▶ **TASK TO CARRY OUT**
Look below for the line containing "let mut batch" and the line containing "pub mod series;"; repeat exactly those two lines and all lines between them, and nothing else.
%%
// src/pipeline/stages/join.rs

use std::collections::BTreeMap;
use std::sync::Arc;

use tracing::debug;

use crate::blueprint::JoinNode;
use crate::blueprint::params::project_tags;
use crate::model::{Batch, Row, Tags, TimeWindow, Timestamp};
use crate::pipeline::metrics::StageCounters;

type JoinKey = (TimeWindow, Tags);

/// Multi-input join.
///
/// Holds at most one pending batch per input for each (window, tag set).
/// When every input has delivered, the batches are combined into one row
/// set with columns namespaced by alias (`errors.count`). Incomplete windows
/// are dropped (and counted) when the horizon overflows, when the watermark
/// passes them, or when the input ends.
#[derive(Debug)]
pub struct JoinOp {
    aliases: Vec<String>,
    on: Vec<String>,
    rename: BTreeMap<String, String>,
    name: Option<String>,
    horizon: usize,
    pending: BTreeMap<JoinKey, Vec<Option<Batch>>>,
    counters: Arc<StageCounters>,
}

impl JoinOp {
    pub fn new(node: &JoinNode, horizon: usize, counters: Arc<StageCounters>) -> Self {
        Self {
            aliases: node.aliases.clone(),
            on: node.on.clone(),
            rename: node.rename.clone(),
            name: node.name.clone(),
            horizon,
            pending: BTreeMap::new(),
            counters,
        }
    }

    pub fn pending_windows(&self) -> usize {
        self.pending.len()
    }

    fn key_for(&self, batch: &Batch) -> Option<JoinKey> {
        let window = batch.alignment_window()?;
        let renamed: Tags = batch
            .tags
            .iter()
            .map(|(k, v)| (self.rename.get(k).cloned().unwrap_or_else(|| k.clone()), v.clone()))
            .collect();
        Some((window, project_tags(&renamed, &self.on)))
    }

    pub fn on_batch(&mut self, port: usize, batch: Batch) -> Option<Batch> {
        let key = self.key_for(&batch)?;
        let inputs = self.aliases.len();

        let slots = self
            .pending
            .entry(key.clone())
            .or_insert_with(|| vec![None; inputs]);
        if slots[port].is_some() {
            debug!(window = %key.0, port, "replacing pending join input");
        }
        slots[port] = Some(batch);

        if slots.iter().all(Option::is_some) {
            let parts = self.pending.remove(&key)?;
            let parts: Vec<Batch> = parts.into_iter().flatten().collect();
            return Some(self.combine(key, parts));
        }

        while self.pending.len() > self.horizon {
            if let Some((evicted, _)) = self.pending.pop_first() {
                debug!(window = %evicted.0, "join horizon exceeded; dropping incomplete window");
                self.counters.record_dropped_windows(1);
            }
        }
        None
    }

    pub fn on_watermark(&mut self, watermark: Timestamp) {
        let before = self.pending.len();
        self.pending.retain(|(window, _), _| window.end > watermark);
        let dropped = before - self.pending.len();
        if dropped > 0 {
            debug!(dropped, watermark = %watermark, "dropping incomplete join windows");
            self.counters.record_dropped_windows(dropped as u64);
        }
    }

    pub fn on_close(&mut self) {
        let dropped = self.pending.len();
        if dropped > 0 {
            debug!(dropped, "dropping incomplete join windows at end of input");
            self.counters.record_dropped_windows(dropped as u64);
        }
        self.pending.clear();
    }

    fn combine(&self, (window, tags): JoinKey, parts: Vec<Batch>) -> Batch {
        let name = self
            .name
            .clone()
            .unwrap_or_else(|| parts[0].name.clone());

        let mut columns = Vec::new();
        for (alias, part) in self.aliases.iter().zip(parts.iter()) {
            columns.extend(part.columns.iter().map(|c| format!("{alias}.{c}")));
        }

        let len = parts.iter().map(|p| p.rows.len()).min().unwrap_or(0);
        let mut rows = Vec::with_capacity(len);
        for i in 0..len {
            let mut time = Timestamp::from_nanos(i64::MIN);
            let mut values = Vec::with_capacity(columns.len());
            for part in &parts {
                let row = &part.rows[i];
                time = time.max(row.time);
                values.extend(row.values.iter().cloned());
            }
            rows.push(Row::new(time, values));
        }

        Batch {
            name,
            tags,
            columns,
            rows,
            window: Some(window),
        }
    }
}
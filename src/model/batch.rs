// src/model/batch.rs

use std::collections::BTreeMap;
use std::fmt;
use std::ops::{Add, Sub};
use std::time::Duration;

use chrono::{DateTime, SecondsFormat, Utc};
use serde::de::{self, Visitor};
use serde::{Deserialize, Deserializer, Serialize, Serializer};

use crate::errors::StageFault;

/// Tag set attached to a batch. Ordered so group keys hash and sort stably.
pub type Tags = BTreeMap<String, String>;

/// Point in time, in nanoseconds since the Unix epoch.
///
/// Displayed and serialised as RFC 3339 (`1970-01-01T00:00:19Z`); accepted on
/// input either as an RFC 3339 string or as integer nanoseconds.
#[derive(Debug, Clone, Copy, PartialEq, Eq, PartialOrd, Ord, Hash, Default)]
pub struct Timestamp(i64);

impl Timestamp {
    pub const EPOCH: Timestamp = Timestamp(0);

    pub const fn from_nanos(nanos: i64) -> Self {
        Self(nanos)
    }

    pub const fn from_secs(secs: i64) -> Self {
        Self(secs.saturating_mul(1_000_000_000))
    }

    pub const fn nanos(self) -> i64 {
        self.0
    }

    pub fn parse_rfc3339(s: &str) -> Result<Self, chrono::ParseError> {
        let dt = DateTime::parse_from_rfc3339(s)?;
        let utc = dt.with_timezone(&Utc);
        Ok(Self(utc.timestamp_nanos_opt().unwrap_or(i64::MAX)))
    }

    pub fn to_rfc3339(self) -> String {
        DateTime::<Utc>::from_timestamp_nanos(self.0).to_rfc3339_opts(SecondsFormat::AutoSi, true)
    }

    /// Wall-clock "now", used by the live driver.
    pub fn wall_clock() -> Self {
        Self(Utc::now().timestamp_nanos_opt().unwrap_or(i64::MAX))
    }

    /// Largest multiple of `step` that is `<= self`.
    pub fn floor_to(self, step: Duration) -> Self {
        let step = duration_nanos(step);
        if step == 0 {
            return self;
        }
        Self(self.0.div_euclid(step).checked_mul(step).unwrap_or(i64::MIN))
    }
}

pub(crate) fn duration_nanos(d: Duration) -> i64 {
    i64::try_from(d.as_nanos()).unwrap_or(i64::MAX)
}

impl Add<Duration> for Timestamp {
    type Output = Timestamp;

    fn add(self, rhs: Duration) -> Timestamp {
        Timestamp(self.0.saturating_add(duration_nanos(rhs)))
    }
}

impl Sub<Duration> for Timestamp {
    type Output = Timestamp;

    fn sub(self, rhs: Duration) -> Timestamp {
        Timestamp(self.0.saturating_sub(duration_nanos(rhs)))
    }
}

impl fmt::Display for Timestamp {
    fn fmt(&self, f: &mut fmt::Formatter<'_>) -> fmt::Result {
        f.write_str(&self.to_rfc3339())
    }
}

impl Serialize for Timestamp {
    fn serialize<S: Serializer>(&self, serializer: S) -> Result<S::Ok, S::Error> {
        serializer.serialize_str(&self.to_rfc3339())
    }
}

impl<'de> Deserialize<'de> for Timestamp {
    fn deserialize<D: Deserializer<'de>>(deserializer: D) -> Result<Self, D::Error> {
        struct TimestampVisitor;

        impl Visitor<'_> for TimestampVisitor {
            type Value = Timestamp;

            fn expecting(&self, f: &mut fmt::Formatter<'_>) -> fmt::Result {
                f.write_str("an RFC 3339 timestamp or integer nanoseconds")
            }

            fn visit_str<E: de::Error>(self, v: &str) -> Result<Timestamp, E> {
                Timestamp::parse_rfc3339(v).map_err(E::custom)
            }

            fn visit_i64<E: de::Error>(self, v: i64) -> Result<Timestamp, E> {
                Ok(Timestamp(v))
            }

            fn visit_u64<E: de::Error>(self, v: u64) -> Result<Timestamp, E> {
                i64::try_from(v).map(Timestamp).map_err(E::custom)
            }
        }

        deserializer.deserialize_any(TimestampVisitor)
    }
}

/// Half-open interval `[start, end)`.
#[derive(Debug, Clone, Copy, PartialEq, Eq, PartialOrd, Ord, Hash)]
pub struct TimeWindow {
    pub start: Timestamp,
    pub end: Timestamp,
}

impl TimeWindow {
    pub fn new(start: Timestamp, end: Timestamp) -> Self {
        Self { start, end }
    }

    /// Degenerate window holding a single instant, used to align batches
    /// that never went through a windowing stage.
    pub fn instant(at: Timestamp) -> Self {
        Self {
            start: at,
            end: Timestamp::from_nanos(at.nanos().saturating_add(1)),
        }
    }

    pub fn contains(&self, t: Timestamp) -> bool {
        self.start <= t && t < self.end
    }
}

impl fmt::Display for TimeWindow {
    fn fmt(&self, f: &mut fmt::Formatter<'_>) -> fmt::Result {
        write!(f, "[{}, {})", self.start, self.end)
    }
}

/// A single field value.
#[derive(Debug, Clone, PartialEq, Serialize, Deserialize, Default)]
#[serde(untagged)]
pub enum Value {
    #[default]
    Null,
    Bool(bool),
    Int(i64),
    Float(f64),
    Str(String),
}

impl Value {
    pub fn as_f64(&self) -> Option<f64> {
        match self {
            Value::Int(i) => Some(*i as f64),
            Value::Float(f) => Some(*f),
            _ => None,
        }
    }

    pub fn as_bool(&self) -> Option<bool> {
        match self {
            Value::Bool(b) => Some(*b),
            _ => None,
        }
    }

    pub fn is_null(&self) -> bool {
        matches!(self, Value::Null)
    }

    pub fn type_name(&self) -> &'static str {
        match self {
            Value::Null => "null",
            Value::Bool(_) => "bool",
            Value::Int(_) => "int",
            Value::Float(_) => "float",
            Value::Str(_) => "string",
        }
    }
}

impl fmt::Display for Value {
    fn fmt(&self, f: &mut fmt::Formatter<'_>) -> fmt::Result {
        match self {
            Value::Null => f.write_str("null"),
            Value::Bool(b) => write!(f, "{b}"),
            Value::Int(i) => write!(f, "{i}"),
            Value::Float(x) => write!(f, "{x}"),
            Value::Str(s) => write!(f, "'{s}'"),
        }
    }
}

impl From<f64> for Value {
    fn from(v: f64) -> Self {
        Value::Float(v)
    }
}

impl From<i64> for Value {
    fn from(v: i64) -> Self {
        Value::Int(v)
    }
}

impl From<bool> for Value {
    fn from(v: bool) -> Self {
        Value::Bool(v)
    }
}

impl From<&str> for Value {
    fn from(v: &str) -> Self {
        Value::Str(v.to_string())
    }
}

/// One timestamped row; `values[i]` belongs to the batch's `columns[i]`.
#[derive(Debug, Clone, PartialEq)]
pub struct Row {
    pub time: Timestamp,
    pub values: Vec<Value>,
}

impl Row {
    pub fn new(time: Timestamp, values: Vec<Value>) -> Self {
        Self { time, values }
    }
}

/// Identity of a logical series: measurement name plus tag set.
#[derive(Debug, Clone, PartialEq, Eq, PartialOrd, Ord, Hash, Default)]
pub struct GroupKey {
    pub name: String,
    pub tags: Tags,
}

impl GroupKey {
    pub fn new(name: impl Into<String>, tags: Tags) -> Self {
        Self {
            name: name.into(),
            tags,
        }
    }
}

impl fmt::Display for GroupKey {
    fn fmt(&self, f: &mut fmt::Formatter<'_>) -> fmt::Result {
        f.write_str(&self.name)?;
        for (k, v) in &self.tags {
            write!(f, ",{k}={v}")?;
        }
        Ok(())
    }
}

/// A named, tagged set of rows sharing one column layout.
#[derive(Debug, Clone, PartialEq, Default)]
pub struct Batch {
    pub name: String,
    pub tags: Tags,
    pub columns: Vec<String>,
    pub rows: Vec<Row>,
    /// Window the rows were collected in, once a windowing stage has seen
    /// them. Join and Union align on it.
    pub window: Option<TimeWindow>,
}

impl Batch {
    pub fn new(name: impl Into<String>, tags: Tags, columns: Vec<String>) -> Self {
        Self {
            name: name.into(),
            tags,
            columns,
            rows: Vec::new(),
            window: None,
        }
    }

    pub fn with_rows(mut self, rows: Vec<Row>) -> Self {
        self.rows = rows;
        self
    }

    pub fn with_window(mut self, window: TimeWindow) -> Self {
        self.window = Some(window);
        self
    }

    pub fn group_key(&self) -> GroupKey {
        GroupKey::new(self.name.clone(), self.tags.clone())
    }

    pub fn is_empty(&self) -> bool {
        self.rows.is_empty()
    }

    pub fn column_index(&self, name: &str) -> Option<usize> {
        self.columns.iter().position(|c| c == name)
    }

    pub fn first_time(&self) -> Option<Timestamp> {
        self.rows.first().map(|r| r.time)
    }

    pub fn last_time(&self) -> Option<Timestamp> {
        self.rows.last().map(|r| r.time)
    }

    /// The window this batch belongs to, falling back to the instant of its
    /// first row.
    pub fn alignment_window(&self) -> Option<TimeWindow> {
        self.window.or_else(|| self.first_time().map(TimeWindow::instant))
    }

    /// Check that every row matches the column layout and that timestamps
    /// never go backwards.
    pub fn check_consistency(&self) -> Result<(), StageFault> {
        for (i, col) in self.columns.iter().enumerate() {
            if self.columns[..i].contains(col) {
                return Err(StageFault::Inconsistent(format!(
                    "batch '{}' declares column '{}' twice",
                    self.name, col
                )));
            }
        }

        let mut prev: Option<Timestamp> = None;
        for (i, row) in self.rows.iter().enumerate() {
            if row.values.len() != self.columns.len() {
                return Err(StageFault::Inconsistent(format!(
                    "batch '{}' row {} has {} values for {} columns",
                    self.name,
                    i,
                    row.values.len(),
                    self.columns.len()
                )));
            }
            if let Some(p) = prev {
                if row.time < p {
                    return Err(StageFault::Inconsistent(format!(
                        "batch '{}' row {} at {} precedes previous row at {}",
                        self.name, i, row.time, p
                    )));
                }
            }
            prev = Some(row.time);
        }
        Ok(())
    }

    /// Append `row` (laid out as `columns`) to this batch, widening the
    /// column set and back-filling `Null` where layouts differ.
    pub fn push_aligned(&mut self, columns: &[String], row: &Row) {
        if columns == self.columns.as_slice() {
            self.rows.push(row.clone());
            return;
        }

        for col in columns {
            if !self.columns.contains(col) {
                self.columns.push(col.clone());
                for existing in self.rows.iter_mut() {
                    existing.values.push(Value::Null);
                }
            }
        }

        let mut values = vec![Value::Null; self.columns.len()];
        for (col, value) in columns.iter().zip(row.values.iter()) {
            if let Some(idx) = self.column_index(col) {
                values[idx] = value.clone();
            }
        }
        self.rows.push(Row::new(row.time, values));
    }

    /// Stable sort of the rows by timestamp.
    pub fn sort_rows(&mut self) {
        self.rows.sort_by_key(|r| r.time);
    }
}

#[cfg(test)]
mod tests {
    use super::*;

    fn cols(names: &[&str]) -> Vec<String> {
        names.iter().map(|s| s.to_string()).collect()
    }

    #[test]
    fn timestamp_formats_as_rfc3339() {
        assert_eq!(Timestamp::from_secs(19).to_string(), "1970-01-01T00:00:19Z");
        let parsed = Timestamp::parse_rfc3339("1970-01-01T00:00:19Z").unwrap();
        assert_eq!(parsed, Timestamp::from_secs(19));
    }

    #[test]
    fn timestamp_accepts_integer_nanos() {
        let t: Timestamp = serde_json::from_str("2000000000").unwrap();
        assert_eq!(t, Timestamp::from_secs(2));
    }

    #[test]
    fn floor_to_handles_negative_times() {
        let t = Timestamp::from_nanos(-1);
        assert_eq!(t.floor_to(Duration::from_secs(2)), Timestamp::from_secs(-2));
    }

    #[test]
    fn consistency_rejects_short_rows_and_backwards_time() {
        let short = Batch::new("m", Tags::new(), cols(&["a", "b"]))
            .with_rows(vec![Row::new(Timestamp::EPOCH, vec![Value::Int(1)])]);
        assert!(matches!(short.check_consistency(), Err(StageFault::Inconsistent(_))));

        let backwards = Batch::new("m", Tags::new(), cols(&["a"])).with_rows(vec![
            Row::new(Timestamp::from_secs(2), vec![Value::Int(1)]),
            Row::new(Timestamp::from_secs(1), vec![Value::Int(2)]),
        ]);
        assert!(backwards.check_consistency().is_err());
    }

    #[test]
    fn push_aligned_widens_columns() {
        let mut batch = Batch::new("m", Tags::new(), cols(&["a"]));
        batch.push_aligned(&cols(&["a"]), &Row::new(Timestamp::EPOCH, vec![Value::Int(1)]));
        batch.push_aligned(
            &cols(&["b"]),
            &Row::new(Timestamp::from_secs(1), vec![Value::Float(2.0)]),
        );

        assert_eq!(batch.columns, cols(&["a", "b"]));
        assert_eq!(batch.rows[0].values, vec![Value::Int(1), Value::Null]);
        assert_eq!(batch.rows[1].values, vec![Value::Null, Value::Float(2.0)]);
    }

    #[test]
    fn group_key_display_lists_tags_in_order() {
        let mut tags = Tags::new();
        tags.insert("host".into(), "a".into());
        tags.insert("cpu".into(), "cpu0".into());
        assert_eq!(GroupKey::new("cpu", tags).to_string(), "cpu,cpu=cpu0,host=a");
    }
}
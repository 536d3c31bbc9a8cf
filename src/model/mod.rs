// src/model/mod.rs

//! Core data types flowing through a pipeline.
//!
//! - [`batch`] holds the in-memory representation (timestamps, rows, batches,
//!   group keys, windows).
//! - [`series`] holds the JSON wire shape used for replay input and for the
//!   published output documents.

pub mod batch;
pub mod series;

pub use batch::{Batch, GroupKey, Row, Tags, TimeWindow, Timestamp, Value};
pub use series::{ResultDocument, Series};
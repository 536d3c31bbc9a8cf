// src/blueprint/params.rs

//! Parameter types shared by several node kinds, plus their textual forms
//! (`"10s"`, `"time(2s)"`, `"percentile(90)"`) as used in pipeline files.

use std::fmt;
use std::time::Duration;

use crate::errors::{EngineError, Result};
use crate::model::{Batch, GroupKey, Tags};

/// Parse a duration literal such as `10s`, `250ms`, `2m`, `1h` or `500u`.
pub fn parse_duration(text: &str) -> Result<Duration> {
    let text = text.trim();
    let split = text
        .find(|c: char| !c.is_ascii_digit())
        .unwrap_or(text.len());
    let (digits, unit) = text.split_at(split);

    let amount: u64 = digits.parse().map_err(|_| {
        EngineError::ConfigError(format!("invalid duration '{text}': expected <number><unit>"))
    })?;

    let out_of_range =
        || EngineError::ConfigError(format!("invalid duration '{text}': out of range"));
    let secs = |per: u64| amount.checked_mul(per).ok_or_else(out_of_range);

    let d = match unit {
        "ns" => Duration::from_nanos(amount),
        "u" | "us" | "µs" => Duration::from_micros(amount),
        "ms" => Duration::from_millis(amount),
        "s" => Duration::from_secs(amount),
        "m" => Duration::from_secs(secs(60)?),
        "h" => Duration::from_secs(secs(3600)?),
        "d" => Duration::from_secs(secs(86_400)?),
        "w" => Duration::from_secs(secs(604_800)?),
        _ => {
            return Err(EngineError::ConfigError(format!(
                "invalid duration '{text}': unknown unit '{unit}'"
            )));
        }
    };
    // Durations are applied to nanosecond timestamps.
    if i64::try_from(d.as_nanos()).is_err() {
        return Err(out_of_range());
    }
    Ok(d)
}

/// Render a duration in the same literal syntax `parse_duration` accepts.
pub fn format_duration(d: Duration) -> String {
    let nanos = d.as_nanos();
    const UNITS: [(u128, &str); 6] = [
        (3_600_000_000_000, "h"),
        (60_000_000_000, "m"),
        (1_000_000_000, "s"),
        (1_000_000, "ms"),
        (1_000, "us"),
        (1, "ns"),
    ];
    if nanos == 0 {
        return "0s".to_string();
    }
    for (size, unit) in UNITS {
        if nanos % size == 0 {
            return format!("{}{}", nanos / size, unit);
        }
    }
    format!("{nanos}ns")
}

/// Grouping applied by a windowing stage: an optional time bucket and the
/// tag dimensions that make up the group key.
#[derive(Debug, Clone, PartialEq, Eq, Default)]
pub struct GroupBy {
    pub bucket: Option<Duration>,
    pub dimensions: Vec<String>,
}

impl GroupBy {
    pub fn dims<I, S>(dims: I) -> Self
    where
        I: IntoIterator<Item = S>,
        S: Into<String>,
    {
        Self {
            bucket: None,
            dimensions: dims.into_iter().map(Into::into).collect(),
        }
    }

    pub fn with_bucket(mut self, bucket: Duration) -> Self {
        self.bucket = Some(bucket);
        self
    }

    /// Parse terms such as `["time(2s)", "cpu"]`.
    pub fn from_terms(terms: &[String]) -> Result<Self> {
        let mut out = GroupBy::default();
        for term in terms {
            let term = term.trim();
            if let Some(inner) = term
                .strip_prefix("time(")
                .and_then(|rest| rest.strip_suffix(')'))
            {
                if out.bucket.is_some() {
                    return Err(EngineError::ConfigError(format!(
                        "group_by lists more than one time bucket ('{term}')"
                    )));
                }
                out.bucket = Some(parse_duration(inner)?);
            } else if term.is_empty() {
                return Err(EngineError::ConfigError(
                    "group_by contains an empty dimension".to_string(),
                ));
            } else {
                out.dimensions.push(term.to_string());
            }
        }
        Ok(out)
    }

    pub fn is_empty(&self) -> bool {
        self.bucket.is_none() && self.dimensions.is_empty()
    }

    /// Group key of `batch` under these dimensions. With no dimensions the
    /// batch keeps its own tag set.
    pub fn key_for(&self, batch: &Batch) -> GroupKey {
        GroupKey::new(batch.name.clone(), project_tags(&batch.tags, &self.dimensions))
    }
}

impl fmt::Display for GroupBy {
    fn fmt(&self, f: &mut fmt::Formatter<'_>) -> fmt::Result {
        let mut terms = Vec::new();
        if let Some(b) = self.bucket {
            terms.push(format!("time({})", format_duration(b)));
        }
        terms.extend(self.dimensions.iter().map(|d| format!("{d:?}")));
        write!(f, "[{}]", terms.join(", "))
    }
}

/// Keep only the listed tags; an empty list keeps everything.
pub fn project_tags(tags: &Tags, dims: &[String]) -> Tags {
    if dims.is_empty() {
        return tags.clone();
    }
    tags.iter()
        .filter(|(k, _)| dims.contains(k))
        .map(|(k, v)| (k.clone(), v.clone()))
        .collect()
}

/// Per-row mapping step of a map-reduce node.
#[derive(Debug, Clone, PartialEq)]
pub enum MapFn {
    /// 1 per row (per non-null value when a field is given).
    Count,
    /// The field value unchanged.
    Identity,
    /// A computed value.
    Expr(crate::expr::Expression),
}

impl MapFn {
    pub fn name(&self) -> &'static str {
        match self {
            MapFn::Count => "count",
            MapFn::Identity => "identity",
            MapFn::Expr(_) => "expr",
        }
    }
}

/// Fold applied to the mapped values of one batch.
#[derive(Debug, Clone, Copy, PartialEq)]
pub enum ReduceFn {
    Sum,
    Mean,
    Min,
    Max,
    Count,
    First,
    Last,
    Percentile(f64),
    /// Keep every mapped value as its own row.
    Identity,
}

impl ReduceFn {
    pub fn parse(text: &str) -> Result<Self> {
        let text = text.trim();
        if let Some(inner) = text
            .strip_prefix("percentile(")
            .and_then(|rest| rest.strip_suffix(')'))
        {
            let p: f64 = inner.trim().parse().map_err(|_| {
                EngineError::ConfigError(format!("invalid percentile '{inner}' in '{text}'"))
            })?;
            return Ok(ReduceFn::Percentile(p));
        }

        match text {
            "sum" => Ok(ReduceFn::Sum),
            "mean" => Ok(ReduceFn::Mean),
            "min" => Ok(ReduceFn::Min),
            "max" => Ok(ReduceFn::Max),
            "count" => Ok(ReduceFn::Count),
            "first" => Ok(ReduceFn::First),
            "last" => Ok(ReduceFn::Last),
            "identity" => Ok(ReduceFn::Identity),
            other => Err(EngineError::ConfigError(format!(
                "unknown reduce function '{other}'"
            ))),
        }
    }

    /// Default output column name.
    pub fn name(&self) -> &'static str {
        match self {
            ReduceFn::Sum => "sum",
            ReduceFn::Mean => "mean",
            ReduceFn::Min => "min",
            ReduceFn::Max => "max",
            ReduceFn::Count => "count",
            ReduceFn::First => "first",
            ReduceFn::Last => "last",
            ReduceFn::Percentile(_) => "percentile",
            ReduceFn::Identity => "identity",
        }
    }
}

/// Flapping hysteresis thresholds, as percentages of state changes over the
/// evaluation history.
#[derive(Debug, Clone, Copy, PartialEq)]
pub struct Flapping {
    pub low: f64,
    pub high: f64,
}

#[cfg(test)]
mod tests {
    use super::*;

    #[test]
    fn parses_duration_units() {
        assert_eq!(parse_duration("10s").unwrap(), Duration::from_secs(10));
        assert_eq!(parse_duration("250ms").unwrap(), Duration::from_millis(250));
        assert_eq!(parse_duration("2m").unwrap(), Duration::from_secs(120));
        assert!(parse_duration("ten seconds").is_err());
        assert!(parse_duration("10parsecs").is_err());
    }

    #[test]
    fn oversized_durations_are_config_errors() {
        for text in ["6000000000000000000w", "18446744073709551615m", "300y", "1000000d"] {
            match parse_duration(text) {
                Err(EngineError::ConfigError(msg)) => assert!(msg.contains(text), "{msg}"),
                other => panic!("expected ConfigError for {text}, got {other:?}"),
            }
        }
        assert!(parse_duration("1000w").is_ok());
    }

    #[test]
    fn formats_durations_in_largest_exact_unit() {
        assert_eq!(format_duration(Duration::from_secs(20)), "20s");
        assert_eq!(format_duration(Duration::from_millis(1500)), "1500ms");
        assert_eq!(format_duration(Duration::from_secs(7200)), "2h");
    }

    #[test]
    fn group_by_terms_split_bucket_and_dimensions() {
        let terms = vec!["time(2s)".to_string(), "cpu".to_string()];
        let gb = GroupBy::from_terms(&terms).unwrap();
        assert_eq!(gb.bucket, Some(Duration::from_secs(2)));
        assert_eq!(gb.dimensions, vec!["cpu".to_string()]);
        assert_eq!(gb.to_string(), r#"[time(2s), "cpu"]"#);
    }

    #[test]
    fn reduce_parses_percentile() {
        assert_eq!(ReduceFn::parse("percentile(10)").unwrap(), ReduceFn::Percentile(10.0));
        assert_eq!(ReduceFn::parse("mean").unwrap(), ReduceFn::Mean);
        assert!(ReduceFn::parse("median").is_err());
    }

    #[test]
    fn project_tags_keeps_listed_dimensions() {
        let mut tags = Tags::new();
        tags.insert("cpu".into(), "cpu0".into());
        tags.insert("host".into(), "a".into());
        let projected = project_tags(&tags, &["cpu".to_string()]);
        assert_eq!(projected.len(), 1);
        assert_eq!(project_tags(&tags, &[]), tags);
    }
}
%%
▶ **ANSWER TO THE EXERCISE**
        let mut batch = Batch::new("m", Tags::new(), cols(&["a"]));
        batch.push_aligned(&cols(&["a"]), &Row::new(Timestamp::EPOCH, vec![Value::Int(1)]));
        batch.push_aligned(
            &cols(&["b"]),
            &Row::new(Timestamp::from_secs(1), vec![Value::Float(2.0)]),
        );

        assert_eq!(batch.columns, cols(&["a", "b"]));
        assert_eq!(batch.rows[0].values, vec![Value::Int(1), Value::Null]);
        assert_eq!(batch.rows[1].values, vec![Value::Null, Value::Float(2.0)]);
    }

    #[test]
    fn group_key_display_lists_tags_in_order() {
        let mut tags = Tags::new();
        tags.insert("host".into(), "a".into());
        tags.insert("cpu".into(), "cpu0".into());
        assert_eq!(GroupKey::new("cpu", tags).to_string(), "cpu,cpu=cpu0,host=a");
    }
}
repository 536d3c31bbc9a8cf
filename src/model/mod.rs
// src/model/mod.rs

//! Core data types flowing through a pipeline.
//!
//! - [`batch`] holds the in-memory representation (timestamps, rows, batches,
//!   group keys, windows).
//! - [`series`] holds the JSON wire shape used for replay input and for the
//!   published output documents.

pub mod batch;
pub mod series;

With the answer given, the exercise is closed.